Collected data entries
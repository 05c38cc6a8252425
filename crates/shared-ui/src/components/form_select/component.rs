use dioxus::prelude::*;

/// Native `<select>` for forms and filters.
///
/// Children should be `option { value: "...", "Label" }` elements.
#[component]
pub fn FormSelect(
    #[props(default)] value: String,
    #[props(default)] onchange: Option<EventHandler<Event<FormData>>>,
    #[props(default)] label: String,
    #[props(default = false)] disabled: bool,
    #[props(default)] error: Option<String>,
    children: Element,
) -> Element {
    let invalid = error.is_some();

    rsx! {
        document::Link { rel: "stylesheet", href: asset!("./style.css") }
        div { class: "form-select-wrapper",
            if !label.is_empty() {
                label { class: "form-select-label", "{label}" }
            }
            select {
                class: "form-select",
                value: value,
                disabled: disabled,
                "aria-invalid": invalid,
                onchange: move |evt| {
                    if let Some(handler) = &onchange {
                        handler.call(evt);
                    }
                },
                {children}
            }
            if let Some(message) = error {
                p { class: "form-select-error", role: "alert", "{message}" }
            }
        }
    }
}
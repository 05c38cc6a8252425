use crate::auth::{use_api, use_auth};
use crate::components::SheetMode;
use crate::format_helpers::{
    format_budget, format_date, format_progress, format_status, priority_badge, status_badge,
    MISSING,
};
use crate::routes::projects::form_sheet::ProjectFormSheet;
use crate::routes::Route;
use client::DetailState;
use dioxus::prelude::*;
use shared_types::{PermissionSet, Project, TeamMember, UserRecord};
use shared_ui::components::{
    Alert, Avatar, Badge, BadgeVariant, Button, ButtonVariant, Card, CardContent, CardHeader,
    CardTitle, PageActions, PageHeader, PageSubtitle, PageTitle, SearchBar, Skeleton,
};

const LOAD_FALLBACK: &str = "Failed to load project details";
const ADD_MEMBER_FALLBACK: &str = "Failed to add team member";
const REMOVE_MEMBER_FALLBACK: &str = "Failed to remove team member";
const CANDIDATES_FALLBACK: &str = "Failed to load users";

/// The `:id` segment as a memo. The router reuses a mounted screen when only
/// the id changes, so anything keyed on it must follow the prop.
fn use_route_id(id: String) -> Memo<String> {
    use_memo(use_reactive((&id,), |(id,)| id))
}

#[component]
pub fn ProjectDetailScreen(id: String, permissions: PermissionSet) -> Element {
    let api = use_api();
    let mut auth = use_auth();
    let mut detail = use_signal(DetailState::<Project>::new);
    let mut editing = use_signal(|| false);
    let project_id = use_route_id(id);

    let load = use_callback(move |_: ()| {
        let api = api.clone();
        let id = project_id.peek().clone();
        spawn(async move {
            let ticket = detail.write().begin_fetch();
            let result = client::api::projects::get_project(&api, &id)
                .await
                .map(Some)
                .map_err(|e| auth.request_error(&e, LOAD_FALLBACK));
            detail.write().finish_fetch(ticket, result);
        });
    });

    // Subscribes to the id, so a reused screen refetches.
    use_effect(move || {
        project_id.read();
        load.call(());
    });

    let api_for_members = use_api();
    let change_membership = use_callback(move |change: MemberChange| {
        let key = change.busy_key();
        if !detail.write().begin_action(&key) {
            return;
        }
        let api = api_for_members.clone();
        let id = project_id.peek().clone();
        spawn(async move {
            let outcome = match &change {
                MemberChange::Add(user_id) => client::api::projects::add_member(&api, &id, user_id)
                    .await
                    .map_err(|e| auth.request_error(&e, ADD_MEMBER_FALLBACK)),
                MemberChange::Remove(member_id) => {
                    client::api::projects::remove_member(&api, &id, member_id)
                        .await
                        .map_err(|e| auth.request_error(&e, REMOVE_MEMBER_FALLBACK))
                }
            };
            detail.write().finish_action(&key, outcome);
            load.call(());
        });
    });

    let state = detail.read();

    rsx! {
        div { class: "container project-detail",
            div { class: "back-link",
                Link { to: Route::ProjectList {}, "\u{2190} Back to projects" }
            }

            if let Some(err) = state.error() {
                Alert { message: err.to_string(), on_retry: move |_| load.call(()) }
            }
            if let Some(err) = state.action_error() {
                Alert {
                    message: err.to_string(),
                    on_dismiss: move |_| detail.write().dismiss_action_error(),
                }
            }

            match state.record() {
                Some(project) => rsx! {
                    ProjectOverview {
                        project: project.clone(),
                        can_edit: permissions.can_edit_project,
                        on_edit: move |_| editing.set(true),
                    }
                    TeamPanel {
                        project: project.clone(),
                        manage: permissions.can_manage_members(),
                        busy: state.busy_keys(),
                        on_change: move |change: MemberChange| change_membership.call(change),
                    }
                    if editing() {
                        ProjectFormSheet {
                            mode: SheetMode::Edit(project.clone()),
                            on_close: move |_| editing.set(false),
                            on_saved: move |_| {
                                editing.set(false);
                                load.call(());
                            },
                        }
                    }
                },
                None if state.is_loading() => rsx! {
                    Card {
                        CardContent {
                            Skeleton { style: "height: 2rem; width: 50%;" }
                            Skeleton { style: "height: 1rem; width: 80%; margin-top: 1rem;" }
                            Skeleton { style: "height: 8rem; margin-top: 1rem;" }
                        }
                    }
                },
                None => rsx! {},
            }
        }
    }
}

/// A pending team change. Busy keys keep add and remove marks apart.
#[derive(Debug, Clone, PartialEq)]
pub enum MemberChange {
    Add(String),
    Remove(String),
}

impl MemberChange {
    fn busy_key(&self) -> String {
        match self {
            MemberChange::Add(user_id) => format!("add:{user_id}"),
            MemberChange::Remove(member_id) => format!("remove:{member_id}"),
        }
    }
}

#[component]
fn ProjectOverview(project: Project, can_edit: bool, on_edit: EventHandler<()>) -> Element {
    let progress = format_progress(project.progress);
    let owner = project.owner_name().unwrap_or(MISSING).to_string();
    let description = project
        .description
        .clone()
        .filter(|d| !d.trim().is_empty())
        .unwrap_or_else(|| "No description provided.".to_string());

    rsx! {
        PageHeader {
            div {
                PageTitle { "{project.name}" }
                PageSubtitle {
                    Badge { variant: status_badge(&project.status), {format_status(&project.status)} }
                    Badge { variant: priority_badge(&project.priority), {format_status(&project.priority)} }
                }
            }
            PageActions {
                if can_edit {
                    Button {
                        variant: ButtonVariant::Outline,
                        onclick: move |_| on_edit.call(()),
                        "Edit Project"
                    }
                }
            }
        }

        div { class: "detail-grid",
            Card {
                CardHeader { CardTitle { "Overview" } }
                CardContent {
                    p { class: "detail-description", "{description}" }
                    div { class: "progress",
                        div { class: "progress-track",
                            div { class: "progress-fill", style: "width: {progress}%;" }
                        }
                        span { class: "progress-value", "{progress}%" }
                    }
                }
            }
            Card {
                CardHeader { CardTitle { "Details" } }
                CardContent {
                    dl { class: "detail-list",
                        dt { "Owner" }
                        dd { "{owner}" }
                        dt { "Budget" }
                        dd { {format_budget(project.budget)} }
                        dt { "Start Date" }
                        dd { {format_date(project.start_date.as_deref())} }
                        dt { "End Date" }
                        dd { {format_date(project.end_or_due_date())} }
                    }
                }
            }
            Card {
                CardHeader { CardTitle { "Technologies" } }
                CardContent {
                    if project.technologies.is_empty() {
                        p { class: "field-hint", "No technologies listed." }
                    } else {
                        div { class: "tag-list",
                            for tech in project.technologies.iter() {
                                Badge { key: "{tech}", variant: BadgeVariant::Outline, "{tech}" }
                            }
                        }
                    }
                }
            }
        }
    }
}

#[component]
fn TeamPanel(
    project: Project,
    manage: bool,
    busy: Vec<String>,
    on_change: EventHandler<MemberChange>,
) -> Element {
    let api = use_api();
    let mut auth = use_auth();
    let mut adding = use_signal(|| false);
    let mut search = use_signal(String::new);
    let mut expanded = use_signal(|| true);

    // Only admins can pick new members, so only they load the directory.
    let candidates = use_resource(move || {
        let api = api.clone();
        async move {
            if !manage {
                return Ok(Vec::new());
            }
            client::api::users::member_candidates(&api)
                .await
                .map_err(|e| auth.request_error(&e, CANDIDATES_FALLBACK))
        }
    });

    let team: Vec<TeamMember> = project.team().to_vec();
    let count = project.member_count();
    let term = search();
    let (available, candidates_error): (Vec<UserRecord>, Option<String>) =
        match &*candidates.read() {
            Some(Ok(users)) => (
                users
                    .iter()
                    .filter(|u| !project.has_member(u.id()) && u.matches_search(&term))
                    .cloned()
                    .collect(),
                None,
            ),
            Some(Err(message)) => (Vec::new(), Some(message.clone())),
            None => (Vec::new(), None),
        };

    rsx! {
        Card {
            CardHeader {
                div { class: "team-header",
                    button {
                        class: "team-toggle",
                        r#type: "button",
                        onclick: move |_| expanded.set(!expanded()),
                        CardTitle { "Team Members ({count})" }
                    }
                    if manage {
                        Button {
                            variant: ButtonVariant::Secondary,
                            onclick: move |_| adding.set(!adding()),
                            if adding() { "Close" } else { "Add Member" }
                        }
                    }
                }
            }
            CardContent {
                if manage && adding() {
                    div { class: "member-add",
                        SearchBar {
                            value: term.clone(),
                            placeholder: "Search users...",
                            on_input: move |value: String| search.set(value),
                        }
                        if let Some(message) = candidates_error {
                            p { class: "field-error", "{message}" }
                        } else if available.is_empty() {
                            p { class: "field-hint", "No users available to add." }
                        }
                        ul { class: "member-add-list",
                            for user in available {
                                li { key: "{user.id()}", class: "member-add-item",
                                    Avatar { name: user.name.clone() }
                                    div { class: "member-text",
                                        span { class: "member-name", "{user.name}" }
                                        span { class: "member-email", "{user.email}" }
                                    }
                                    Button {
                                        variant: ButtonVariant::Outline,
                                        busy: busy.contains(&format!("add:{}", user.id())),
                                        onclick: {
                                            let user_id = user.id().to_string();
                                            move |_| on_change.call(MemberChange::Add(user_id.clone()))
                                        },
                                        "Add"
                                    }
                                }
                            }
                        }
                    }
                }

                if expanded() {
                    if team.is_empty() {
                        p { class: "field-hint", "No team members yet." }
                    }
                    ul { class: "member-list",
                        for (i, member) in team.into_iter().enumerate() {
                            {
                                let key = format!("{}-{i}", member.member_id().unwrap_or_default());
                                let removing = member
                                    .member_id()
                                    .is_some_and(|id| busy.contains(&format!("remove:{id}")));
                                rsx! {
                                    MemberItem {
                                        key: "{key}",
                                        member,
                                        manage,
                                        removing,
                                        on_remove: move |member_id: String| {
                                            on_change.call(MemberChange::Remove(member_id))
                                        },
                                    }
                                }
                            }
                        }
                    }
                }
            }
        }
    }
}

#[component]
fn MemberItem(
    member: TeamMember,
    manage: bool,
    removing: bool,
    on_remove: EventHandler<String>,
) -> Element {
    let name = member.display_name().to_string();
    let email = member.display_email().unwrap_or_default().to_string();
    let member_id = member.member_id().map(str::to_string);
    let mut confirming = use_signal(|| false);

    rsx! {
        li { class: "member-item",
            Avatar { name: name.clone() }
            div { class: "member-text",
                span { class: "member-name", "{name}" }
                if !email.is_empty() {
                    span { class: "member-email", "{email}" }
                }
            }
            if let Some(role) = member.project_role.clone() {
                Badge { variant: BadgeVariant::Neutral, "{role}" }
            }
            if manage {
                if let Some(id) = member_id {
                    if confirming() {
                        span { class: "member-confirm", "Remove?" }
                        Button {
                            variant: ButtonVariant::Destructive,
                            busy: removing,
                            disabled: removing,
                            onclick: move |_| {
                                confirming.set(false);
                                on_remove.call(id.clone());
                            },
                            "Yes"
                        }
                        Button {
                            variant: ButtonVariant::Ghost,
                            onclick: move |_| confirming.set(false),
                            "No"
                        }
                    } else {
                        Button {
                            variant: ButtonVariant::Ghost,
                            busy: removing,
                            disabled: removing,
                            onclick: move |_| confirming.set(true),
                            if removing { "Removing..." } else { "Remove" }
                        }
                    }
                }
            }
        }
    }
}
use dioxus::prelude::*;

use dioxus_primitives::merge_attributes;

#[component]
pub fn Card(
    #[props(extends = GlobalAttributes)] attributes: Vec<Attribute>,
    children: Element,
) -> Element {
    let merged = merge_attributes(vec![
        vec![Attribute::new("class", "card", None, false)],
        attributes,
    ]);

    rsx! {
        document::Link { rel: "stylesheet", href: asset!("./style.css") }
        div {
            ..merged,
            {children}
        }
    }
}

#[component]
pub fn CardHeader(children: Element) -> Element {
    rsx! {
        div { class: "card-header", {children} }
    }
}

#[component]
pub fn CardTitle(children: Element) -> Element {
    rsx! {
        h3 { class: "card-title", {children} }
    }
}

#[component]
pub fn CardDescription(children: Element) -> Element {
    rsx! {
        p { class: "card-description", {children} }
    }
}

#[component]
pub fn CardContent(
    #[props(extends = GlobalAttributes)] attributes: Vec<Attribute>,
    children: Element,
) -> Element {
    let merged = merge_attributes(vec![
        vec![Attribute::new("class", "card-content", None, false)],
        attributes,
    ]);

    rsx! {
        div {
            ..merged,
            {children}
        }
    }
}
use crate::auth::{use_api, use_auth};
use crate::format_helpers::format_date;
use client::DetailState;
use dioxus::prelude::*;
use shared_types::{Profile, Role};
use shared_ui::{
    Alert, Avatar, Badge, BadgeVariant, Card, CardContent, CardHeader, CardTitle, PageHeader,
    PageTitle, Skeleton,
};

const PROFILE_FALLBACK: &str = "Failed to load profile. Please try again.";

/// The signed-in user's own account, from `GET /users/me`.
#[component]
pub fn ProfileScreen() -> Element {
    let api = use_api();
    let mut auth = use_auth();
    let mut profile = use_signal(DetailState::<Profile>::new);

    let load = use_callback(move |_: ()| {
        let api = api.clone();
        spawn(async move {
            let ticket = profile.write().begin_fetch();
            let result = client::api::auth::profile(&api)
                .await
                .map(Some)
                .map_err(|e| auth.request_error(&e, PROFILE_FALLBACK));
            profile.write().finish_fetch(ticket, result);
        });
    });

    use_effect(move || load.call(()));

    let state = profile.read();

    rsx! {
        div { class: "container profile",
            PageHeader {
                PageTitle { "Profile" }
            }

            if let Some(err) = state.error() {
                Alert { message: err.to_string(), on_retry: move |_| load.call(()) }
            }

            match state.record() {
                Some(user) => {
                    let role_label = Role::parse(&user.role)
                        .map(|r| r.label().to_string())
                        .unwrap_or_else(|| user.role.clone());
                    rsx! {
                        Card {
                            CardHeader {
                                div { class: "profile-heading",
                                    Avatar { name: user.name.clone(), large: true }
                                    div {
                                        CardTitle { "{user.name}" }
                                        Badge { variant: BadgeVariant::Info, "{role_label}" }
                                    }
                                }
                            }
                            CardContent {
                                dl { class: "detail-list",
                                    dt { "Email" }
                                    dd { "{user.email}" }
                                    dt { "Role" }
                                    dd { "{role_label}" }
                                    dt { "Member since" }
                                    dd { {format_date(user.created_at.as_deref())} }
                                }
                            }
                        }
                    }
                }
                None if state.is_loading() => rsx! {
                    Card {
                        CardContent {
                            Skeleton { style: "height: 4rem; width: 4rem; border-radius: 999px;" }
                            Skeleton { style: "height: 1.25rem; width: 40%; margin-top: 1rem;" }
                            Skeleton { style: "height: 1rem; width: 60%; margin-top: 0.5rem;" }
                        }
                    }
                },
                None => rsx! {},
            }
        }
    }
}
use crate::auth::{use_api, use_auth};
use crate::routes::Route;
use dioxus::prelude::*;
use dioxus_free_icons::icons::ld_icons::LdFolder;
use dioxus_free_icons::Icon;
use shared_ui::{
    Alert, Button, Card, CardContent, CardDescription, CardHeader, CardTitle, Input,
};

const LOGIN_FALLBACK: &str = "Login failed. Please try again.";

/// Email/password sign-in. An existing session skips straight to the dashboard.
#[component]
pub fn Login() -> Element {
    let api = use_api();
    let mut auth = use_auth();
    let mut email = use_signal(String::new);
    let mut password = use_signal(String::new);
    let mut show_password = use_signal(|| false);
    let mut error_msg = use_signal(|| Option::<String>::None);
    let mut loading = use_signal(|| false);

    if auth.is_authenticated() {
        navigator().replace(Route::Dashboard {});
    }

    let handle_login = move |evt: FormEvent| {
        evt.prevent_default();
        if loading() {
            return;
        }
        let (email_value, password_value) = (email().trim().to_string(), password());
        if email_value.is_empty() || password_value.is_empty() {
            error_msg.set(Some("Email and password are required".to_string()));
            return;
        }

        loading.set(true);
        error_msg.set(None);
        let api = api.clone();
        spawn(async move {
            match client::api::auth::login(&api, &email_value, &password_value).await {
                Ok(session) => {
                    auth.set_session(session);
                    navigator().replace(Route::Dashboard {});
                }
                Err(e) => {
                    tracing::warn!(error = %e, "login rejected");
                    error_msg.set(Some(e.display_or(LOGIN_FALLBACK)));
                }
            }
            loading.set(false);
        });
    };

    rsx! {
        document::Link { rel: "stylesheet", href: asset!("./login.css") }

        div { class: "login-page",
            div { class: "login-branding",
                div { class: "login-brand-logo",
                    Icon::<LdFolder> { icon: LdFolder, width: 48, height: 48 }
                }
                h1 { "ProjectHub" }
                p { "Manage your projects efficiently with our powerful dashboard" }
                ul { class: "login-features",
                    li { "Track project progress" }
                    li { "Manage team members" }
                    li { "Real-time analytics" }
                }
            }

            div { class: "login-form-section",
                Card { class: "login-card",
                    CardHeader {
                        CardTitle { "Welcome Back" }
                        CardDescription { "Please sign in to your account" }
                    }
                    CardContent {
                        if let Some(err) = error_msg() {
                            Alert {
                                message: err,
                                on_dismiss: move |_| error_msg.set(None),
                            }
                        }

                        form { class: "login-form", onsubmit: handle_login,
                            Input {
                                label: "Email",
                                input_type: "email",
                                placeholder: "Enter your email",
                                required: true,
                                disabled: loading(),
                                value: email(),
                                on_input: move |evt: FormEvent| email.set(evt.value()),
                            }
                            div { class: "login-password",
                                Input {
                                    label: "Password",
                                    input_type: if show_password() { "text" } else { "password" },
                                    placeholder: "Enter your password",
                                    required: true,
                                    disabled: loading(),
                                    value: password(),
                                    on_input: move |evt: FormEvent| password.set(evt.value()),
                                }
                                button {
                                    class: "login-password-toggle",
                                    r#type: "button",
                                    onclick: move |_| show_password.set(!show_password()),
                                    if show_password() { "Hide" } else { "Show" }
                                }
                            }
                            Button {
                                button_type: "submit",
                                busy: loading(),
                                disabled: loading(),
                                if loading() { "Signing in..." } else { "Sign In" }
                            }
                        }
                    }
                }
            }
        }
    }
}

Task requirements >> List, from the entries above, every line in which the word "onchange" shows up.

Exercise answer >>
    #[props(default)] onchange: Option<EventHandler<Event<FormData>>>,
                onchange: move |evt| {
                    if let Some(handler) = &onchange {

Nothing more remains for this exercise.